The values of nodes whose type is derived by union from an XML Schema primitive type are represented by a sequence of atomic values each of whose type is one of the individual types from the union. The union type information is lost and only the specific types of each individual item is retained.

An atomic value can be constructed from the value's lexical representation. Given a string and an atomic type, the atomic value is constructed in such a way as to be consistent with validation. In particular the construction takes into consideration the facets of the type. If the string does not represent a valid value of the type, an error is raised. When xs:anySimpleType is specified as the type, no validation takes place. The details of the construction are described in the Constructor Functions and the related Casting Functions section of .

A string value can be constructed from an atomic value. Such a value is constructed by converting the atomic value to its string representation as described in the Casting Functions section of . Using the canonical lexical representation for atomic values may not always be compatible with XPath 1.0.

Sequences

A sequence is an ordered collection of zero or more items. An item may be a node or an atomic value, i.e. a sequence may contain nodes, atomic values, or any mixture of nodes and atomic values. When a node is added to a sequence its identity remains the same. Consequently a node may occur in more than one sequence and a sequence may contain duplicate items. Sequences are flat, they may not contain other sequences.

An important characteristic of the data model is that there is no distinction between an item (a node or an atomic value) and a singleton sequence containing that item. An item is equivalent to a singleton sequence containing that item and vice versa.

Sequences replace node-sets from XPath 1.0. In XPath 1.0, node-sets do not contain duplicates. In generalizing node-sets to sequences in XPath 2.0, duplicate removal is provided by functions on node sequences.

A collection of documents is represented in the data model as a sequence of document nodes.

A sequence has no identity. Equality comparison of sequences is performed only by comparing the items of the sequences.

XML Information Set Conformance

This specification conforms to the XML Information Set . The following information items must be exposed by the infoset producer to construct a data model fragment:

The Document Information Item with base URI and children properties.

Element Information Items with children, attributes, in-scope namespaces, local name, namespace name, parent properties.

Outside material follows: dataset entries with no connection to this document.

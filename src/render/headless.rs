use std::collections::{BTreeMap, HashMap};

use bevy::{
    prelude::*,
    render::render_resource::{BlendState, TextureFormat},
};

use crate::{
    atlas::AtlasSlot,
    render::{
        DepthState,
        RenderContext,
        RenderError,
        ShaderProgram,
        SplatUniforms,
        texture_bytes,
    },
};


#[derive(Clone, Debug, PartialEq)]
pub struct HeadlessTexture {
    pub format: TextureFormat,
    pub dimension: u32,
    pub bytes: Vec<u8>,
}


#[derive(Clone, Debug, PartialEq)]
pub struct DrawCall {
    pub program: Option<ShaderProgram>,
    pub blend: Option<BlendState>,
    pub depth: Option<DepthState>,
    pub bindings: BTreeMap<u32, AtlasSlot>,
    pub uniforms: Option<SplatUniforms>,
    pub vertex_count: u32,
    pub instance_count: u32,
}


/// CPU side render context. Textures are plain byte buffers and draws are
/// recorded instead of executed.
#[derive(Debug, Default)]
pub struct HeadlessContext {
    pub camera_position: Vec3,
    pub textures: HashMap<AtlasSlot, HeadlessTexture>,
    pub draws: Vec<DrawCall>,
    pub allocations: usize,
    pub writes: usize,

    program: Option<ShaderProgram>,
    blend_stack: Vec<BlendState>,
    depth_stack: Vec<DepthState>,
    bindings: BTreeMap<u32, AtlasSlot>,
    uniforms: Option<SplatUniforms>,
    failing_allocations: usize,
    failing_draws: usize,
}

impl HeadlessContext {
    pub fn new(camera_position: Vec3) -> Self {
        Self {
            camera_position,
            ..default()
        }
    }

    /// The next `count` non-empty allocations fail.
    pub fn fail_allocations(&mut self, count: usize) {
        self.failing_allocations = count;
    }

    pub fn fail_draws(&mut self, count: usize) {
        self.failing_draws = count;
    }

    pub fn texture(&self, slot: AtlasSlot) -> Option<&HeadlessTexture> {
        self.textures.get(&slot)
    }

    pub fn last_draw(&self) -> Option<&DrawCall> {
        self.draws.last()
    }

    /// True once every pushed blend and depth state was popped again.
    pub fn state_restored(&self) -> bool {
        self.blend_stack.is_empty() && self.depth_stack.is_empty()
    }

    /// Indices stored in an integer sorted index texture.
    pub fn sorted_indices(&self) -> Option<Vec<u32>> {
        let texture = self.texture(AtlasSlot::SortedIndex)?;
        (texture.format == TextureFormat::R32Uint).then(|| {
            texture
                .bytes
                .chunks_exact(4)
                .map(bytemuck::pod_read_unaligned::<u32>)
                .collect()
        })
    }
}

impl RenderContext for HeadlessContext {
    fn camera_position(&self) -> Vec3 {
        self.camera_position
    }

    fn allocate_texture(
        &mut self,
        slot: AtlasSlot,
        format: TextureFormat,
        dimension: u32,
    ) -> Result<(), RenderError> {
        if dimension == 0 {
            self.textures.remove(&slot);
            return Ok(());
        }

        if self.failing_allocations > 0 {
            self.failing_allocations -= 1;
            self.textures.remove(&slot);
            return Err(RenderError::TextureAllocation { slot, dimension });
        }

        self.allocations += 1;
        self.textures.insert(
            slot,
            HeadlessTexture {
                format,
                dimension,
                bytes: vec![0; texture_bytes(format, dimension)],
            },
        );

        Ok(())
    }

    fn write_texture(&mut self, slot: AtlasSlot, bytes: &[u8]) -> Result<(), RenderError> {
        let texture = self
            .textures
            .get_mut(&slot)
            .ok_or(RenderError::MissingTexture { slot })?;

        if texture.bytes.len() != bytes.len() {
            return Err(RenderError::TextureSize {
                slot,
                expected: texture.bytes.len(),
                actual: bytes.len(),
            });
        }

        texture.bytes.copy_from_slice(bytes);
        self.writes += 1;

        Ok(())
    }

    fn bind_program(&mut self, program: ShaderProgram) -> Result<(), RenderError> {
        self.program = Some(program);
        self.bindings.clear();
        Ok(())
    }

    fn push_blend(&mut self, blend: BlendState) {
        self.blend_stack.push(blend);
    }

    fn pop_blend(&mut self) {
        self.blend_stack.pop();
    }

    fn push_depth(&mut self, depth: DepthState) {
        self.depth_stack.push(depth);
    }

    fn pop_depth(&mut self) {
        self.depth_stack.pop();
    }

    fn bind_texture(&mut self, slot: AtlasSlot, unit: u32) -> Result<(), RenderError> {
        if !self.textures.contains_key(&slot) {
            return Err(RenderError::MissingTexture { slot });
        }

        self.bindings.insert(unit, slot);
        Ok(())
    }

    fn set_uniforms(&mut self, uniforms: &SplatUniforms) {
        self.uniforms = Some(*uniforms);
    }

    fn draw_instanced(&mut self, vertex_count: u32, instance_count: u32) -> Result<(), RenderError> {
        if self.failing_draws > 0 {
            self.failing_draws -= 1;
            return Err(RenderError::Draw("injected failure".into()));
        }

        self.draws.push(DrawCall {
            program: self.program,
            blend: self.blend_stack.last().copied(),
            depth: self.depth_stack.last().copied(),
            bindings: self.bindings.clone(),
            uniforms: self.uniforms,
            vertex_count,
            instance_count,
        });

        Ok(())
    }
}


#[cfg(test)]
mod tests {
    use super::*;

    #[test]
    fn writes_must_match_allocation() {
        let mut ctx = HeadlessContext::default();
        ctx.allocate_texture(AtlasSlot::SortedIndex, TextureFormat::R32Uint, 2).unwrap();

        assert!(ctx.write_texture(AtlasSlot::SortedIndex, &[0; 16]).is_ok());
        assert!(matches!(
            ctx.write_texture(AtlasSlot::SortedIndex, &[0; 8]),
            Err(RenderError::TextureSize { expected: 16, actual: 8, .. })
        ));
        assert!(matches!(
            ctx.write_texture(AtlasSlot::Attributes, &[0; 8]),
            Err(RenderError::MissingTexture { .. })
        ));
    }

    #[test]
    fn injected_allocation_failures_run_out() {
        let mut ctx = HeadlessContext::default();
        ctx.fail_allocations(1);

        assert!(ctx.allocate_texture(AtlasSlot::Attributes, TextureFormat::Rgba16Float, 4).is_err());
        assert!(ctx.texture(AtlasSlot::Attributes).is_none());

        assert!(ctx.allocate_texture(AtlasSlot::Attributes, TextureFormat::Rgba16Float, 4).is_ok());
        assert_eq!(ctx.texture(AtlasSlot::Attributes).unwrap().bytes.len(), 16 * 8);
    }

    #[test]
    fn zero_dimension_releases_texture() {
        let mut ctx = HeadlessContext::default();
        ctx.allocate_texture(AtlasSlot::ShDeg3, TextureFormat::Rgba16Float, 2).unwrap();
        ctx.allocate_texture(AtlasSlot::ShDeg3, TextureFormat::Rgba16Float, 0).unwrap();

        assert!(ctx.texture(AtlasSlot::ShDeg3).is_none());
        assert_eq!(ctx.allocations, 1);
    }

    #[test]
    fn draw_records_current_state() {
        let mut ctx = HeadlessContext::default();
        ctx.allocate_texture(AtlasSlot::Attributes, TextureFormat::Rgba16Float, 2).unwrap();

        ctx.bind_program(ShaderProgram::Main).unwrap();
        ctx.push_blend(crate::render::splat_blend_state());
        ctx.bind_texture(AtlasSlot::Attributes, 1).unwrap();
        ctx.draw_instanced(6, 3).unwrap();
        ctx.pop_blend();

        let draw = ctx.last_draw().unwrap();
        assert_eq!(draw.program, Some(ShaderProgram::Main));
        assert_eq!(draw.blend, Some(crate::render::splat_blend_state()));
        assert_eq!(draw.depth, None);
        assert_eq!(draw.bindings.get(&1), Some(&AtlasSlot::Attributes));
        assert_eq!(draw.instance_count, 3);
        assert!(ctx.state_restored());
    }
}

Attribute Information Items with namespace name, local name, normalized value, owner element properties.

Character Information Items with character code and parent properties.

Processing Instruction Information Items with target, content and parent properties.

Comment Information Items with content and parent properties.

Namespace Information Items with prefix and namespace name properties.

Other information items and properties made available by the Infoset processor are ignored. In addition to the properties above, the following properties from the PSV Infoset are required:

validity, type definition, type definition namespace, type definition name, type definition anonymous, member type definition, member type definition namespace, member type definition name, member type definition anonymous and schema normalized value properties on Element Information Items.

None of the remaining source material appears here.